» **To do**
Set down the listing below again, exactly as written.

» **Material supplied**
----
use anyhow::{Context, Result};
use crossterm::event::{KeyCode, KeyEvent, KeyModifiers};
use std::path::PathBuf;
use tracing::{debug, warn};

use snapedit::{EditorConfig, EditorSink, Engine, Key, KeyInput, Outcome, Session, Snapshot};

use super::{EditorView, Theme};

#[derive(Debug, Clone, Copy, PartialEq)]
pub enum StatusType {
    Info,
    Success,
    Warning,
    Error,
}

pub struct App {
    pub theme: Theme,

    // Editor
    pub engine: Engine,
    pub view: EditorView,

    // Files
    pub file_path: Option<PathBuf>,
    pub session_path: Option<PathBuf>,

    // Status
    pub status_message: Option<(String, StatusType)>,
}

impl App {
    pub fn new(
        text: &str,
        config: EditorConfig,
        file_path: Option<PathBuf>,
        session_path: Option<PathBuf>,
        theme: Theme,
    ) -> Result<Self> {
        let engine = Engine::new(Snapshot::caret(text, 0), config)?;
        Ok(Self {
            theme,
            engine,
            view: EditorView::new(text),
            file_path,
            session_path,
            status_message: None,
        })
    }

    pub fn set_status(&mut self, message: impl Into<String>, status_type: StatusType) {
        self.status_message = Some((message.into(), status_type));
    }

    pub fn handle_input(&mut self, key: KeyEvent) -> Result<()> {
        let ctrl = key.modifiers.contains(KeyModifiers::CONTROL);

        if !self.view.focused {
            if key.code == KeyCode::Enter {
                self.view.focused = true;
                self.set_status("Editor focused", StatusType::Info);
            }
            return Ok(());
        }

        match key.code {
            KeyCode::Char('s') if ctrl => {
                if let Err(err) = self.save_file() {
                    self.set_status(format!("Save failed: {err:#}"), StatusType::Error);
                }
                return Ok(());
            }
            KeyCode::Char('c') if ctrl => {
                if self.view.copy().is_some() {
                    self.set_status("Copied selection", StatusType::Info);
                }
                return Ok(());
            }
            KeyCode::Char('x') if ctrl => {
                if self.view.cut().is_some() {
                    self.content_changed();
                }
                return Ok(());
            }
            KeyCode::Char('v') if ctrl => {
                if self.view.paste() {
                    self.content_changed();
                }
                return Ok(());
            }
            KeyCode::Char('a') if ctrl => {
                self.view.select_all();
                return Ok(());
            }
            // Many terminals cannot tell Ctrl+M from Enter
            KeyCode::F(2) => {
                self.engine.toggle_capture();
                self.report_capture();
                return Ok(());
            }
            _ => {}
        }

        let input = KeyInput::from(key);
        let capture_before = self.engine.capture_enabled();
        let snapshot = self.view.snapshot();
        let outcome = self.engine.on_input_event(&input, &snapshot, &mut self.view);

        if self.engine.capture_enabled() != capture_before {
            self.report_capture();
        }
        if outcome == Outcome::Passthrough {
            self.default_key(input);
        }
        if !self.view.focused {
            self.set_status("Editor unfocused (Enter to focus)", StatusType::Info);
        }
        Ok(())
    }

    /// What a plain text widget does with keys the engine left alone.
    fn default_key(&mut self, input: KeyInput) {
        let mods = input.modifiers;
        let shift = mods.shift;

        let changed = match input.key {
            Key::Char(c) if !mods.ctrl && !mods.alt && !mods.meta => {
                self.view.insert_char(c);
                true
            }
            Key::Enter => {
                self.view.insert_char('\n');
                true
            }
            Key::Backspace => self.view.backspace(),
            Key::Delete => self.view.delete(),
            // An uncaptured Tab moves focus out of the editor
            Key::Tab => {
                self.view.blur();
                false
            }
            Key::Left => {
                self.view.move_left(shift);
                false
            }
            Key::Right => {
                self.view.move_right(shift);
                false
            }
            Key::Up => {
                self.view.move_up(shift);
                false
            }
            Key::Down => {
                self.view.move_down(shift);
                false
            }
            Key::Home => {
                self.view.move_to_line_start(shift);
                false
            }
            Key::End => {
                self.view.move_to_line_end(shift);
                false
            }
            _ => false,
        };

        if changed {
            self.content_changed();
        }
    }

    fn content_changed(&mut self) {
        let snapshot = self.view.snapshot();
        self.engine.on_content_changed(snapshot, &mut self.view);
    }

    fn report_capture(&mut self) {
        if self.engine.capture_enabled() {
            self.set_status("Tab key captured", StatusType::Info);
        } else {
            self.set_status("Tab key released", StatusType::Warning);
        }
    }

    pub fn save_file(&mut self) -> Result<()> {
        let Some(path) = self.file_path.clone() else {
            self.set_status("No file name given on the command line", StatusType::Warning);
            return Ok(());
        };
        std::fs::write(&path, &self.view.value)
            .with_context(|| format!("Failed to write {}", path.display()))?;
        self.view.modified = false;
        self.set_status(format!("Saved {}", path.display()), StatusType::Success);
        Ok(())
    }

    /// Bring back the undo history of a previous run, if it belongs to the
    /// text that was loaded.
    pub fn restore_session(&mut self) -> Result<()> {
        let Some(path) = self.session_path.clone() else {
            return Ok(());
        };
        let Some(session) = Session::load(&path)? else {
            return Ok(());
        };

        let current = session.history.current().map(|e| e.snapshot.clone());
        match current {
            Some(snapshot) if snapshot.value == self.view.value => {
                let steps = session.history.len();
                self.engine.import_session(session)?;
                self.view.apply_snapshot(&snapshot);
                self.set_status(
                    format!("Restored {steps} undo steps"),
                    StatusType::Success,
                );
            }
            _ => debug!(path = %path.display(), "saved session does not match buffer"),
        }
        Ok(())
    }

    pub fn save_session(&self) -> Result<()> {
        let Some(path) = &self.session_path else {
            return Ok(());
        };
        let mut session = self.engine.export_session();
        session.save(path).inspect_err(|err| warn!(%err, "could not save session"))
    }
}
----
» **Finished exercise**
use anyhow::{Context, Result};
use crossterm::event::{KeyCode, KeyEvent, KeyModifiers};
use std::path::PathBuf;
use tracing::{debug, warn};

use snapedit::{EditorConfig, EditorSink, Engine, Key, KeyInput, Outcome, Session, Snapshot};

use super::{EditorView, Theme};

#[derive(Debug, Clone, Copy, PartialEq)]
pub enum StatusType {
    Info,
    Success,
    Warning,
    Error,
}

pub struct App {
    pub theme: Theme,

    // Editor
    pub engine: Engine,
    pub view: EditorView,

    // Files
    pub file_path: Option<PathBuf>,
    pub session_path: Option<PathBuf>,

    // Status
    pub status_message: Option<(String, StatusType)>,
}

impl App {
    pub fn new(
        text: &str,
        config: EditorConfig,
        file_path: Option<PathBuf>,
        session_path: Option<PathBuf>,
        theme: Theme,
    ) -> Result<Self> {
        let engine = Engine::new(Snapshot::caret(text, 0), config)?;
        Ok(Self {
            theme,
            engine,
            view: EditorView::new(text),
            file_path,
            session_path,
            status_message: None,
        })
    }

    pub fn set_status(&mut self, message: impl Into<String>, status_type: StatusType) {
        self.status_message = Some((message.into(), status_type));
    }

    pub fn handle_input(&mut self, key: KeyEvent) -> Result<()> {
        let ctrl = key.modifiers.contains(KeyModifiers::CONTROL);

        if !self.view.focused {
            if key.code == KeyCode::Enter {
                self.view.focused = true;
                self.set_status("Editor focused", StatusType::Info);
            }
            return Ok(());
        }

        match key.code {
            KeyCode::Char('s') if ctrl => {
                if let Err(err) = self.save_file() {
                    self.set_status(format!("Save failed: {err:#}"), StatusType::Error);
                }
                return Ok(());
            }
            KeyCode::Char('c') if ctrl => {
                if self.view.copy().is_some() {
                    self.set_status("Copied selection", StatusType::Info);
                }
                return Ok(());
            }
            KeyCode::Char('x') if ctrl => {
                if self.view.cut().is_some() {
                    self.content_changed();
                }
                return Ok(());
            }
            KeyCode::Char('v') if ctrl => {
                if self.view.paste() {
                    self.content_changed();
                }
                return Ok(());
            }
            KeyCode::Char('a') if ctrl => {
                self.view.select_all();
                return Ok(());
            }
            // Many terminals cannot tell Ctrl+M from Enter
            KeyCode::F(2) => {
                self.engine.toggle_capture();
                self.report_capture();
                return Ok(());
            }
            _ => {}
        }

        let input = KeyInput::from(key);
        let capture_before = self.engine.capture_enabled();
        let snapshot = self.view.snapshot();
        let outcome = self.engine.on_input_event(&input, &snapshot, &mut self.view);

        if self.engine.capture_enabled() != capture_before {
            self.report_capture();
        }
        if outcome == Outcome::Passthrough {
            self.default_key(input);
        }
        if !self.view.focused {
            self.set_status("Editor unfocused (Enter to focus)", StatusType::Info);
        }
        Ok(())
    }

    /// What a plain text widget does with keys the engine left alone.
    fn default_key(&mut self, input: KeyInput) {
        let mods = input.modifiers;
        let shift = mods.shift;

        let changed = match input.key {
            Key::Char(c) if !mods.ctrl && !mods.alt && !mods.meta => {
                self.view.insert_char(c);
                true
            }
            Key::Enter => {
                self.view.insert_char('\n');
                true
            }
            Key::Backspace => self.view.backspace(),
            Key::Delete => self.view.delete(),
            // An uncaptured Tab moves focus out of the editor
            Key::Tab => {
                self.view.blur();
                false
            }
            Key::Left => {
                self.view.move_left(shift);
                false
            }
            Key::Right => {
                self.view.move_right(shift);
                false
            }
            Key::Up => {
                self.view.move_up(shift);
                false
            }
            Key::Down => {
                self.view.move_down(shift);
                false
            }
            Key::Home => {
                self.view.move_to_line_start(shift);
                false
            }
            Key::End => {
                self.view.move_to_line_end(shift);
                false
            }
            _ => false,
        };

        if changed {
            self.content_changed();
        }
    }

    fn content_changed(&mut self) {
        let snapshot = self.view.snapshot();
        self.engine.on_content_changed(snapshot, &mut self.view);
    }

    fn report_capture(&mut self) {
        if self.engine.capture_enabled() {
            self.set_status("Tab key captured", StatusType::Info);
        } else {
            self.set_status("Tab key released", StatusType::Warning);
        }
    }

    pub fn save_file(&mut self) -> Result<()> {
        let Some(path) = self.file_path.clone() else {
            self.set_status("No file name given on the command line", StatusType::Warning);
            return Ok(());
        };
        std::fs::write(&path, &self.view.value)
            .with_context(|| format!("Failed to write {}", path.display()))?;
        self.view.modified = false;
        self.set_status(format!("Saved {}", path.display()), StatusType::Success);
        Ok(())
    }

    /// Bring back the undo history of a previous run, if it belongs to the
    /// text that was loaded.
    pub fn restore_session(&mut self) -> Result<()> {
        let Some(path) = self.session_path.clone() else {
            return Ok(());
        };
        let Some(session) = Session::load(&path)? else {
            return Ok(());
        };

        let current = session.history.current().map(|e| e.snapshot.clone());
        match current {
            Some(snapshot) if snapshot.value == self.view.value => {
                let steps = session.history.len();
                self.engine.import_session(session)?;
                self.view.apply_snapshot(&snapshot);
                self.set_status(
                    format!("Restored {steps} undo steps"),
                    StatusType::Success,
                );
            }
            _ => debug!(path = %path.display(), "saved session does not match buffer"),
        }
        Ok(())
    }

    pub fn save_session(&self) -> Result<()> {
        let Some(path) = &self.session_path else {
            return Ok(());
        };
        let mut session = self.engine.export_session();
        session.save(path).inspect_err(|err| warn!(%err, "could not save session"))
    }
}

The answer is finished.